After both companies initiated a review of Red Lobster operations last year to identify areas for operational and financial improvement, Thai Union CEO Thiraphong Chansiri on January 16 stated: “The combination of the Covid-19 pandemic, sustained industry headwinds, higher interest rates and rising material and labor costs have impacted Red Lobster, resulting in prolonged negative financial contributions to Thai Union and its shareholders. After detailed analysis, we have determined that Red Lobster’s ongoing financial requirements no longer align with our capital allocation priorities and therefore are pursuing an exit of our minority investment.”

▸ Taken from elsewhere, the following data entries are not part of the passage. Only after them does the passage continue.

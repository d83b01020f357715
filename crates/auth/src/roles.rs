use core::str::FromStr;

use serde::{Deserialize, Serialize};

use plantops_core::DomainError;

/// Role granted to a user (single role per account).
#[derive(Debug, Clone, Copy, PartialEq, Eq, Hash, Serialize, Deserialize)]
#[serde(rename_all = "snake_case")]
pub enum Role {
    Owner,
    Admin,
    Manager,
    ProductionManager,
    Supervisor,
    Viewer,
}

impl Role {
    /// Role assigned to self-registered accounts.
    pub const DEFAULT: Role = Role::Supervisor;

    pub fn as_str(&self) -> &'static str {
        match self {
            Role::Owner => "owner",
            Role::Admin => "admin",
            Role::Manager => "manager",
            Role::ProductionManager => "production_manager",
            Role::Supervisor => "supervisor",
            Role::Viewer => "viewer",
        }
    }
}

impl core::fmt::Display for Role {
    fn fmt(&self, f: &mut core::fmt::Formatter<'_>) -> core::fmt::Result {
        f.write_str(self.as_str())
    }
}

impl FromStr for Role {
    type Err = DomainError;

    fn from_str(s: &str) -> Result<Self, Self::Err> {
        match s {
            "owner" => Ok(Role::Owner),
            "admin" => Ok(Role::Admin),
            "manager" => Ok(Role::Manager),
            "production_manager" => Ok(Role::ProductionManager),
            "supervisor" => Ok(Role::Supervisor),
            "viewer" => Ok(Role::Viewer),
            other => Err(DomainError::validation(format!("unknown role: {other}"))),
        }
    }
}
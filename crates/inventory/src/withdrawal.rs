//! Material-withdrawal approval lifecycle.
//!
//! `pending -> approved | pending -> rejected`; both outcomes are terminal.
//! Approval is the single moment a withdrawal touches the stock ledger, and
//! it must do so exactly once — the guard here is what makes re-approval
//! (and the double ledger deduction it would cause) impossible.

use core::str::FromStr;

use serde::{Deserialize, Serialize};

use plantops_core::DomainError;

#[derive(Debug, Clone, Copy, PartialEq, Eq, Serialize, Deserialize)]
#[serde(rename_all = "lowercase")]
pub enum WithdrawalStatus {
    Pending,
    Approved,
    Rejected,
}

impl WithdrawalStatus {
    pub fn as_str(&self) -> &'static str {
        match self {
            WithdrawalStatus::Pending => "pending",
            WithdrawalStatus::Approved => "approved",
            WithdrawalStatus::Rejected => "rejected",
        }
    }

    pub fn is_terminal(&self) -> bool {
        !matches!(self, WithdrawalStatus::Pending)
    }

    /// Guard for the approve/reject transitions: only a pending withdrawal
    /// may be decided.
    pub fn ensure_pending(&self) -> Result<(), DomainError> {
        if self.is_terminal() {
            Err(DomainError::invalid_transition(format!(
                "withdrawal is already {self}"
            )))
        } else {
            Ok(())
        }
    }
}

impl core::fmt::Display for WithdrawalStatus {
    fn fmt(&self, f: &mut core::fmt::Formatter<'_>) -> core::fmt::Result {
        f.write_str(self.as_str())
    }
}

impl FromStr for WithdrawalStatus {
    type Err = DomainError;

    fn from_str(s: &str) -> Result<Self, Self::Err> {
        match s {
            "pending" => Ok(WithdrawalStatus::Pending),
            "approved" => Ok(WithdrawalStatus::Approved),
            "rejected" => Ok(WithdrawalStatus::Rejected),
            other => Err(DomainError::validation(format!(
                "unknown withdrawal status: {other}"
            ))),
        }
    }
}

#[cfg(test)]
mod tests {
    use super::*;

    #[test]
    fn pending_may_be_decided() {
        assert!(WithdrawalStatus::Pending.ensure_pending().is_ok());
    }

    #[test]
    fn terminal_states_refuse_further_transitions() {
        for status in [WithdrawalStatus::Approved, WithdrawalStatus::Rejected] {
            let err = status.ensure_pending().unwrap_err();
            assert!(matches!(err, DomainError::InvalidStateTransition(_)));
        }
    }

    #[test]
    fn status_round_trips_through_storage_form() {
        for status in [
            WithdrawalStatus::Pending,
            WithdrawalStatus::Approved,
            WithdrawalStatus::Rejected,
        ] {
            assert_eq!(status.as_str().parse::<WithdrawalStatus>().unwrap(), status);
        }
    }

    #[test]
    fn unknown_status_is_a_validation_error() {
        let err = "cancelled".parse::<WithdrawalStatus>().unwrap_err();
        assert!(matches!(err, DomainError::Validation(_)));
    }
}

Thai Union posted a share of loss of THB 0.7 billion (US $19 million) in the first nine months of 2023 attributed to Red Lobster’s performance. While continuing to explore available exit options, it will record a one-time estimated THB 18.5 billion (US $530 million) non-cash impairment charge for its whole investment in Red Lobster, which will be included in the Group’s fourth quarter 2023 earnings.
After impairment, Thai Union reported that its business and financial position remains strong with a low net debt/equity ratio of 0.84. As such, the company’s board of directors has approved a share repurchase for financial management purposes not exceeding THB 3.6 billion or 200 million shares.
The Group continues to deliver improvements in profitability and gross profit margin across all core business categories. Thai Union is in the process of finalizing its Corporate Strategy 2030, which will focus on its core business, centered around ambient and frozen seafood, as well as PetCare products. Through this, management aims to advance ongoing strategies that strengthen overall profitability and deliver long-term enhanced value for the Group’s shareholders.
In business for 46 years, Thai Union is regarded as one of the world’s leading seafood producers, ranking as a major packer of frozen shrimp and one of the largest producers of shelf-stable tuna products. Sales exceeded THB 155.6 billion (US $4.4 billion) last year, and the company’s global workforce numbered more than 44,000 employees.